For a world without war

April 23, 2003
Issue 

On May 1, the day of international workers' solidarity, anti-corporate activists, unionists and peace campaigners will be taking to the streets of cities around Australia to oppose the corporate looting of Iraq and to protest against the First World corporate elite's assault on workers' rights. The following is the call for action issued by the Sydney M1 Alliance.

For the Iraqi people, US “liberation” has meant death and destruction on a massive scale. Many are now protesting against military occupation. On April 15, 20,000 protested in the city of Nasiriya outside a US-led meeting to plan a new government.

Behind the official propaganda the truth is that the US invasion of Iraq is the military wing of corporate globalisation.

Bush, Blair and Howard have waged an illegal war to grab oil and resources. They are already haggling over their war booty — lucrative oil, finance and construction contracts.

The US Agency for International Development has invited US multinationals to bid on everything from rebuilding roads and bridges to printing textbooks. “Reconstruction" contacts are estimated to be worth as much as $200 billion.

The Bush administration is installing retired general Jay Garner to rule over Iraq and grooming [Ahmad] Chalabi as future president to “partially privatise" the oil industry.

Australian capitalists are also part of this corporate looting: some 90 companies have put in bids, including Multiplex, Grocon, Clough Engineering, and the Australian Wheat Board.

The US occupation will also allow Washington's neo-liberal hawks to establish their dream economy — fully privatised, foreign owned with no barriers to corporate exploitation.

May Day will be a day when people all over the world can demonstrate our solidarity with the people of Iraq and Palestine and our opposition to imperialism.

May Day began in America in 1884 as part of the struggle for the 8-hour day. In Chicago in 1886 six striking workers were shot on May Day. Since 1890 it has been an international day of protest by workers against oppression and injustice.

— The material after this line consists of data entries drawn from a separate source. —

//! Power Networks Module for the Fluxgrid engine.
//!
//! Maintains the partition of placed nodes into connected power networks
//! and balances energy across each network once per tick. Each tick the
//! module surveys production and demand, computes a satisfaction ratio
//! (0..1 as [`Fixed64`](fluxgrid_core::fixed::Fixed64)), settles the
//! surplus or deficit against storage, and reports per-network
//! [`TickStats`](snapshot::TickStats).
//!
//! # Design
//!
//! - Nodes are owned by the [`manager::PowerNetworkManager`] and keyed by
//!   position; networks hold member position rosters, never nodes.
//! - Placing a node merges every distinct adjacent network into one;
//!   removing a node splits its network into connected components.
//! - Connectivity is face adjacency plus explicit conduit links, walked
//!   symmetrically.
//! - Distribution is deterministic: fixed-point arithmetic and stable
//!   iteration order, so replaying the same operations gives the same
//!   numbers.
//! - Observers subscribe through [`listener::NetworkListener`]; callbacks
//!   run on the tick thread and must return quickly.

pub mod listener;
pub mod manager;
pub mod network;
pub mod snapshot;
pub mod ticker;

#[cfg(any(test, feature = "test-utils"))]
pub mod test_utils;
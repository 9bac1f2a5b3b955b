use serde::{Deserialize, Serialize};

/// Identifies a power network. Cheap to copy and compare.
///
/// Ids are allocated from a monotonic counter, so the "smallest id" of a
/// set of networks is also the oldest surviving one. Ids are never reused;
/// a network produced by a merge keeps the target's id, and every fragment
/// of a split gets a fresh one.
#[derive(Debug, Clone, Copy, PartialEq, Eq, Hash, PartialOrd, Ord, Serialize, Deserialize)]
pub struct NetworkId(pub u64);

impl std::fmt::Display for NetworkId {
    fn fmt(&self, f: &mut std::fmt::Formatter<'_>) -> std::fmt::Result {
        write!(f, "net#{}", self.0)
    }
}

/// Hands out fresh [`NetworkId`]s. Owned by the network manager.
#[derive(Debug, Clone, Default, Serialize, Deserialize)]
pub struct NetworkIdAllocator {
    next: u64,
}

impl NetworkIdAllocator {
    pub fn new() -> Self {
        Self::default()
    }

    /// Allocate the next id. Never returns the same id twice.
    pub fn allocate(&mut self) -> NetworkId {
        let id = NetworkId(self.next);
        self.next += 1;
        id
    }
}

#[cfg(test)]
mod tests {
    use super::*;

    #[test]
    fn allocator_ids_are_unique_and_ascending() {
        let mut alloc = NetworkIdAllocator::new();
        let a = alloc.allocate();
        let b = alloc.allocate();
        let c = alloc.allocate();
        assert!(a < b && b < c);
        assert_ne!(a, c);
    }

    #[test]
    fn display_shows_counter() {
        assert_eq!(NetworkId(7).to_string(), "net#7");
    }
}
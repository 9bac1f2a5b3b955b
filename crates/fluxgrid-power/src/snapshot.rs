//! Per-tick distribution results and point-in-time network summaries.

use fluxgrid_core::fixed::{fixed64_to_f64, format_energy, format_power, Fixed64};
use fluxgrid_core::id::NetworkId;
use fluxgrid_core::pos::BlockPos;
use serde::{Deserialize, Serialize};

// ---------------------------------------------------------------------------
// Tick stats
// ---------------------------------------------------------------------------

/// Energy accounting for one network over one tick. All values in joules,
/// except `satisfaction` which is a ratio in [0, 1].
///
/// Conservation holds every tick:
/// `produced + discharged == consumed + charged + wasted`.
#[derive(Debug, Clone, Copy, PartialEq, Serialize, Deserialize)]
pub struct TickStats {
    /// Joules injected by producers this tick.
    pub produced: Fixed64,
    /// Joules accepted by consumers this tick.
    pub consumed: Fixed64,
    /// Joules banked into storage this tick.
    pub charged: Fixed64,
    /// Joules drawn from storage this tick.
    pub discharged: Fixed64,
    /// Joules produced but neither consumed nor stored. Gone for good.
    pub wasted: Fixed64,
    /// Fraction of demand that could be met: 0..1.
    pub satisfaction: Fixed64,
}

impl Default for TickStats {
    /// The stats of an idle tick: nothing moved, demand trivially met.
    fn default() -> Self {
        Self {
            produced: Fixed64::ZERO,
            consumed: Fixed64::ZERO,
            charged: Fixed64::ZERO,
            discharged: Fixed64::ZERO,
            wasted: Fixed64::ZERO,
            satisfaction: Fixed64::ONE,
        }
    }
}

impl TickStats {
    /// Whether demand outstripped supply this tick.
    pub fn had_deficit(&self) -> bool {
        self.satisfaction < Fixed64::ONE
    }

    /// Whether production exceeded what consumers took this tick.
    pub fn had_surplus(&self) -> bool {
        self.charged > Fixed64::ZERO || self.wasted > Fixed64::ZERO
    }
}

impl std::fmt::Display for TickStats {
    fn fmt(&self, f: &mut std::fmt::Formatter<'_>) -> std::fmt::Result {
        write!(
            f,
            "produced {} consumed {} charged {} discharged {} wasted {} satisfaction {:.2}",
            format_energy(self.produced),
            format_energy(self.consumed),
            format_energy(self.charged),
            format_energy(self.discharged),
            format_energy(self.wasted),
            fixed64_to_f64(self.satisfaction),
        )
    }
}

// ---------------------------------------------------------------------------
// Network snapshot
// ---------------------------------------------------------------------------

/// A point-in-time summary of one network, safe to hand to observers.
/// Rates are in watts, energies in joules.
#[derive(Debug, Clone, PartialEq, Serialize, Deserialize)]
pub struct NetworkSnapshot {
    pub id: NetworkId,
    /// Every member position, in roster (sorted) order.
    pub member_positions: Vec<BlockPos>,
    pub producer_count: usize,
    pub consumer_count: usize,
    pub storage_count: usize,
    pub conduit_count: usize,
    /// Sum of producer current rates.
    pub total_production_rate: Fixed64,
    /// Sum of consumption rates over consumers that can operate.
    pub total_consumption_rate: Fixed64,
    pub total_stored_energy: Fixed64,
    pub total_storage_capacity: Fixed64,
}

impl NetworkSnapshot {
    pub fn member_count(&self) -> usize {
        self.member_positions.len()
    }

    /// Production minus demand, in watts. Negative means a deficit.
    pub fn net_power_balance(&self) -> Fixed64 {
        self.total_production_rate - self.total_consumption_rate
    }

    /// How long stored energy would cover current demand, in seconds.
    /// `None` when there is no demand to cover.
    pub fn storage_runtime_secs(&self) -> Option<Fixed64> {
        if self.total_consumption_rate > Fixed64::ZERO {
            Some(self.total_stored_energy / self.total_consumption_rate)
        } else {
            None
        }
    }
}

impl std::fmt::Display for NetworkSnapshot {
    fn fmt(&self, f: &mut std::fmt::Formatter<'_>) -> std::fmt::Result {
        write!(
            f,
            "{}: {} nodes, {} / {} demand, {} / {} stored",
            self.id,
            self.member_count(),
            format_power(self.total_production_rate),
            format_power(self.total_consumption_rate),
            format_energy(self.total_stored_energy),
            format_energy(self.total_storage_capacity),
        )
    }
}
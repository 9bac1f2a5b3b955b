//! Save, rebuild, and replay: records round-trip through
//! `node_from_record`, and re-registering in any order rebuilds the same
//! partition of positions.

use std::collections::BTreeSet;
use std::sync::Arc;

use fluxgrid_core::fixed::Fixed64;
use fluxgrid_core::pos::BlockPos;
use fluxgrid_core::record::NodeRecord;
use fluxgrid_machines::battery::Battery;
use fluxgrid_machines::cable::Cable;
use fluxgrid_machines::fuel::FuelTable;
use fluxgrid_machines::generator::Generator;
use fluxgrid_machines::item::ItemStack;
use fluxgrid_machines::node_from_record;
use fluxgrid_machines::processing::ProcessingMachine;
use fluxgrid_machines::recipe::RecipeBook;
use fluxgrid_power::manager::PowerNetworkManager;

fn pos(x: i32, z: i32) -> BlockPos {
    BlockPos::new(x, 0, z)
}

/// Two separate factory islands with some state in their machines.
fn build_world(fuel: &Arc<FuelTable>, book: &Arc<RecipeBook>) -> PowerNetworkManager {
    let mut manager = PowerNetworkManager::new();

    // Island one: generator, cable, macerator.
    let mut generator = Generator::new(pos(0, 0), Arc::clone(fuel));
    generator.insert_fuel(ItemStack::of("Coal", 3));
    manager.register(Box::new(generator)).ok().unwrap();
    manager.register(Box::new(Cable::new(pos(1, 0)))).ok().unwrap();
    let mut macerator = ProcessingMachine::macerator(pos(2, 0), Arc::clone(book));
    macerator.insert_input(ItemStack::of("Tin_Ore", 5));
    manager.register(Box::new(macerator)).ok().unwrap();

    // Island two: battery and furnace, far away.
    let mut battery = Battery::new(pos(10, 10));
    battery.set_stored(Fixed64::from_num(5_000));
    manager.register(Box::new(battery)).ok().unwrap();
    let mut furnace = ProcessingMachine::electric_furnace(pos(11, 10), Arc::clone(book));
    furnace.insert_input(ItemStack::of("Copper_Dust", 2));
    manager.register(Box::new(furnace)).ok().unwrap();

    // Let some energy move so the records carry real state.
    for _ in 0..20 {
        manager.tick_all();
    }
    manager
}

/// The partition as a set of position sets, ids erased.
fn partition(manager: &PowerNetworkManager) -> BTreeSet<BTreeSet<BlockPos>> {
    manager
        .all_networks()
        .map(|n| n.members().collect())
        .collect()
}

fn rebuild(
    records: &[NodeRecord],
    fuel: &Arc<FuelTable>,
    book: &Arc<RecipeBook>,
) -> PowerNetworkManager {
    let mut manager = PowerNetworkManager::new();
    for record in records {
        let node = node_from_record(record, book, fuel).unwrap();
        manager.register(node).ok().unwrap();
    }
    manager
}

#[test]
fn rebuilt_world_has_the_same_partition() {
    let fuel = Arc::new(FuelTable::standard());
    let book = Arc::new(RecipeBook::standard());
    let manager = build_world(&fuel, &book);

    let records = manager.save_all();
    assert_eq!(records.len(), 5);
    // Membership is not in the records.
    for record in &records {
        assert!(!record.fields.contains_key("network_id"));
    }

    let rebuilt = rebuild(&records, &fuel, &book);
    assert_eq!(partition(&rebuilt), partition(&manager));
}

#[test]
fn registration_order_does_not_matter() {
    let fuel = Arc::new(FuelTable::standard());
    let book = Arc::new(RecipeBook::standard());
    let manager = build_world(&fuel, &book);
    let records = manager.save_all();
    let expected = partition(&manager);

    // Forward, reversed, and interleaved orders all converge.
    let mut reversed = records.clone();
    reversed.reverse();
    let mut interleaved: Vec<NodeRecord> = Vec::new();
    let (front, back) = records.split_at(records.len() / 2);
    for pair in front.iter().zip(back.iter()) {
        interleaved.push(pair.1.clone());
        interleaved.push(pair.0.clone());
    }
    for record in records.iter().skip(interleaved.len()) {
        interleaved.push(record.clone());
    }

    for ordering in [records.clone(), reversed, interleaved] {
        let rebuilt = rebuild(&ordering, &fuel, &book);
        assert_eq!(partition(&rebuilt), expected);
    }
}

#[test]
fn rebuilt_machines_resume_where_they_left_off() {
    let fuel = Arc::new(FuelTable::standard());
    let book = Arc::new(RecipeBook::standard());
    let manager = build_world(&fuel, &book);
    let records = manager.save_all();

    let mut rebuilt = rebuild(&records, &fuel, &book);

    // The same distribution numbers fall out of the rebuilt world.
    let before = manager.network_stats(manager.network_at(pos(0, 0)).unwrap()).unwrap();
    rebuilt.tick_all();
    let after = rebuilt
        .network_stats(rebuilt.network_at(pos(0, 0)).unwrap())
        .unwrap();
    assert_eq!(after.produced, before.produced);
    assert_eq!(after.consumed, before.consumed);
    assert_eq!(after.satisfaction, before.satisfaction);

    // The macerator's banked energy survived the round trip.
    let record = rebuilt.node_at(pos(2, 0)).unwrap().save();
    let original = manager.node_at(pos(2, 0)).unwrap().save();
    assert_eq!(
        record.get_fixed("energy_buffer", Fixed64::ZERO),
        original.get_fixed("energy_buffer", Fixed64::ZERO)
    );
    assert!(original.get_fixed("energy_buffer", Fixed64::ZERO) > Fixed64::ZERO);
}
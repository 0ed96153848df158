//! Tests for fixed-width encoding.

use bitcalc_core::encoder::{complement_steps, to_binary, to_twos_complement};
use bitcalc_model::BitWidth;
use proptest::prelude::*;

fn any_width() -> impl Strategy<Value = BitWidth> {
    prop::sample::select(BitWidth::ALL.to_vec())
}

proptest! {
    #[test]
    fn complement_matches_masked_pattern(value in i64::MIN..0, width in any_width()) {
        prop_assert_eq!(to_binary(value, width), to_twos_complement(value, width));
    }

    #[test]
    fn non_negative_values_are_unchanged(value in 0..=i64::MAX, width in any_width()) {
        prop_assert_eq!(to_binary(value, width), to_twos_complement(value, width));
    }

    #[test]
    fn binary_has_exactly_width_digits(value in any::<i64>(), width in any_width()) {
        let bits = to_binary(value, width);
        prop_assert_eq!(bits.len(), width.bits() as usize);
        prop_assert!(bits.chars().all(|c| c == '0' || c == '1'));
    }

    #[test]
    fn complement_steps_end_at_negated_pattern(value in any::<i32>(), width in any_width()) {
        let steps = complement_steps(value, width);
        prop_assert_eq!(steps.negated, to_binary(-i64::from(value), width));
    }
}

#[test]
fn complement_of_six() {
    assert_eq!(to_twos_complement(-6, BitWidth::W8), "11111010");
    assert_eq!(to_twos_complement(-6, BitWidth::W16), "1111111111111010");
    assert_eq!(
        to_twos_complement(-6, BitWidth::W32),
        "11111111111111111111111111111010"
    );
}

#[test]
fn most_negative_values_per_width() {
    assert_eq!(to_twos_complement(-128, BitWidth::W8), "10000000");
    assert_eq!(to_twos_complement(-32768, BitWidth::W16), "1000000000000000");
    assert_eq!(
        to_twos_complement(i64::from(i32::MIN), BitWidth::W32),
        "10000000000000000000000000000000"
    );
}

During the First World War anti-war activists held protests in countries on all sides. On May 1, 1915, the German socialist Karl Liebknecht was arrested and jailed for making an antiwar speech. In 1918 in Glasgow 100,000 workers went on strike and marched for peace on May Day.

This year, people will be marching globally to show their opposition to corporate globalisation and the criminal wars unleashed upon the peoples of the third world.

In Sydney, there will be a rally at Martin Place followed by a march to the offices of Halliburton's engineering subsidiary Kellogg, Browne & Root (KBR).

Halliburton was the first company to win an Iraq contract (to put out oil field fires and rebuild the platforms). Halliburton's former CEO is US Vice President Dick Cheney, who still receives US$180,000 annually in “deferred compensation".

KBR built the prison camps in Guantanamo Bay for the captives of the Afghan war and built US air force bases during the Vietnam War.

Only through solidarity will we be able to challenge Bush's agenda of “globalisation at gunpoint”. A world without war is possible.

From Green Left Weekly, April 23, 2003.